The War of the Flowers by Tad Williams. Interesting, but not nearly his best effort. For that, look to the Memory, Sorrow and Thorn trilogy beginning with The Dragonbone Chair.
I’ve also seen a few movies: Primer, The Machinist, and The Jacket.
Primer lost me, and I’m going to have to see it again. There’s a great deal of conversation that got lost at normal volume levels that were absolutely key to understanding what the hell was going on. This is a very interesting movie even disregarding plot, though: the budget was reportedly $7000. If you can imagine a group of guys building a time machine in a home garage, the result is plausibly much more like this than the multi-million-dollar special effects Hollywood seems to gravitate toward. There’s some unresolved paradoxes/overlaps here that I probably didn’t get because they were explained in a conversation I missed. This film relies more on character interactions for story background than on imagery; the cinematography is absolutely spartan (not to be confused with low quality, though).
The Machinist was hands-down the most captivating of this trio. I’ve got to ‘fess up, though, that Christian Bale was at least as gripping as the plot and characters: Bale lost what’s got to be 60 or 80 lbs for this role, and the question of what’s eating this guy, literally, that he’s lost this much weight is distracting to the point that you almost cannot pay attention to the clues provided along the way. Bale is anguish embodied, without actually expressing it overtly. Hackneyed phrases like "gut-wrenching" spring to mind, not because of graphic visual imagery, but because of the stark emotional impact. If you haven’t already seen this, go see it. Very good supporting performances by Jennifer Jason Leigh and Aitana Sánchez-Gijón, but Bale’s the show here.

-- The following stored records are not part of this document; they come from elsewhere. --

//! Firestore error types.

use thiserror::Error;

/// Result type for Firestore operations.
pub type FirestoreResult<T> = Result<T, FirestoreError>;

/// Errors that can occur during Firestore operations.
#[derive(Debug, Error)]
pub enum FirestoreError {
    #[error("Authentication failed: {0}")]
    AuthError(String),

    #[error("Document not found: {0}")]
    NotFound(String),

    #[error("Document already exists: {0}")]
    AlreadyExists(String),

    #[error("Permission denied: {0}")]
    PermissionDenied(String),

    #[error("Request failed: {0}")]
    RequestFailed(String),

    #[error("Precondition failed: {0}")]
    PreconditionFailed(String),

    #[error("Server error ({0}): {1}")]
    ServerError(u16, String),

    #[error("Invalid document {0}: {1}")]
    InvalidDocument(String, String),

    #[error("Rate limited, retry after {0}ms")]
    RateLimited(u64),

    #[error("Network error: {0}")]
    Network(#[from] reqwest::Error),

    #[error("JSON error: {0}")]
    Json(#[from] serde_json::Error),
}

/// Delay assumed for a 429 that carries no usable hint.
const DEFAULT_RATE_LIMIT_DELAY_MS: u64 = 1000;

impl FirestoreError {
    pub fn auth_error(msg: impl Into<String>) -> Self {
        Self::AuthError(msg.into())
    }

    pub fn not_found(path: impl Into<String>) -> Self {
        Self::NotFound(path.into())
    }

    pub fn request_failed(msg: impl Into<String>) -> Self {
        Self::RequestFailed(msg.into())
    }

    pub fn invalid_document(path: impl Into<String>, reason: impl ToString) -> Self {
        Self::InvalidDocument(path.into(), reason.to_string())
    }

    /// Map a non-success HTTP status to an error.
    pub fn from_http_status(status: u16, msg: impl Into<String>) -> Self {
        let msg = msg.into();
        match status {
            401 => Self::AuthError(msg),
            403 => Self::PermissionDenied(msg),
            404 => Self::NotFound(msg),
            409 => Self::AlreadyExists(msg),
            412 => Self::PreconditionFailed(msg),
            429 => Self::RateLimited(DEFAULT_RATE_LIMIT_DELAY_MS),
            500..=599 => Self::ServerError(status, msg),
            _ => Self::RequestFailed(msg),
        }
    }

    /// HTTP status this error corresponds to, if any.
    pub fn http_status(&self) -> Option<u16> {
        match self {
            Self::AuthError(_) => Some(401),
            Self::PermissionDenied(_) => Some(403),
            Self::NotFound(_) => Some(404),
            Self::AlreadyExists(_) => Some(409),
            Self::PreconditionFailed(_) => Some(412),
            Self::RateLimited(_) => Some(429),
            Self::ServerError(status, _) => Some(*status),
            Self::Network(e) => e.status().map(|s| s.as_u16()),
            _ => None,
        }
    }

    /// Server-provided backoff hint.
    pub fn retry_after_ms(&self) -> Option<u64> {
        match self {
            Self::RateLimited(ms) => Some(*ms),
            _ => None,
        }
    }

    /// Check if error is retryable.
    pub fn is_retryable(&self) -> bool {
        matches!(
            self,
            FirestoreError::Network(_)
                | FirestoreError::RateLimited(_)
                | FirestoreError::ServerError(_, _)
        )
    }
}
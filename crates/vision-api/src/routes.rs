//! API routes.

use std::sync::Arc;

use axum::middleware;
use axum::routing::{delete, get, post};
use axum::Router;
use metrics_exporter_prometheus::PrometheusHandle;
use tower_http::limit::RequestBodyLimitLayer;
use tower_http::services::ServeDir;

use crate::handlers::{
    delete_image, get_attachment, get_status, get_video_summary, health, list_standalone_images, ready,
    reset_image_analysis, start_session, stop_session,
};
use crate::metrics::metrics_middleware;
use crate::middleware::{cors_layer, rate_limit_middleware, request_id, request_logging, security_headers, RateLimiterCache};
use crate::state::AppState;

/// Create the API router.
pub fn create_router(state: AppState, metrics_handle: Option<PrometheusHandle>) -> Router {
    let image_routes = Router::new()
        .route("/images", get(list_standalone_images))
        // Admin
        .route("/images/:image_id", delete(delete_image))
        .route("/images/:image_id/reset", get(reset_image_analysis));

    let video_routes = Router::new().route("/videos/:video_id/summary", get(get_video_summary));

    let session_routes = Router::new()
        .route("/sessions/start", post(start_session))
        .route("/sessions/stop", post(stop_session));

    let rate_limiter = Arc::new(RateLimiterCache::new(
        state.config.rate_limit_rps,
        state.config.rate_limit_burst,
    ));

    let api_routes = Router::new()
        .merge(image_routes)
        .merge(video_routes)
        .merge(session_routes)
        .route("/status", get(get_status))
        .layer(middleware::from_fn_with_state(rate_limiter, rate_limit_middleware));

    // Attachments are served at the root so image URLs stay short
    let attachment_routes = Router::new().route("/images/:kind/:file", get(get_attachment));

    let health_routes = Router::new()
        .route("/health", get(health))
        .route("/healthz", get(health))
        .route("/ready", get(ready));

    let metrics_routes = if let Some(handle) = metrics_handle {
        Router::new().route("/metrics", get(move || async move { handle.render() }))
    } else {
        Router::new()
    };

    let static_files = ServeDir::new(&state.config.static_dir);

    Router::new()
        .nest("/api", api_routes)
        .merge(attachment_routes)
        .merge(health_routes)
        .merge(metrics_routes)
        .fallback_service(static_files)
        .layer(RequestBodyLimitLayer::new(state.config.max_body_size))
        .layer(middleware::from_fn(metrics_middleware))
        .layer(middleware::from_fn(security_headers))
        .layer(middleware::from_fn(request_id))
        .layer(middleware::from_fn(request_logging))
        .layer(cors_layer(&state.config.cors_origins))
        .with_state(state)
}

The Jacket was a wonderful movie for exactly as long as you can accept that time travel is possible via drugs. It goes without saying, then, that there’s a major problem with the storyline. Performances from Adrien Brody and the always wonderful Jennifer Jason Leigh take this from thumbs-down to a recommend, if you don’t have more pressing things to do. I enjoyed it during; it’s the thinking-about-it-afterward part that downgraded it.
Music-wise, I’ve been listening to 12 Girls Band, which is a group of Chinese women that do a mix of Asian and Western classical and popular music, arranged for Chinese instruments. Very interesting and also quite pleasant. Their arrangement of Coldplay’s Clocks led me to decide to buy that disk, only to discover that it’d been sitting on my shelf, long ago purchased but still wrapped. So I’ve been listening to A Rush of Blood to the Head quite a bit, and liking it a lot.
Of course, this is an open thread. I’d appreciate the opinions of others on the above selections, as well as recommendations for further reading, viewing and listening.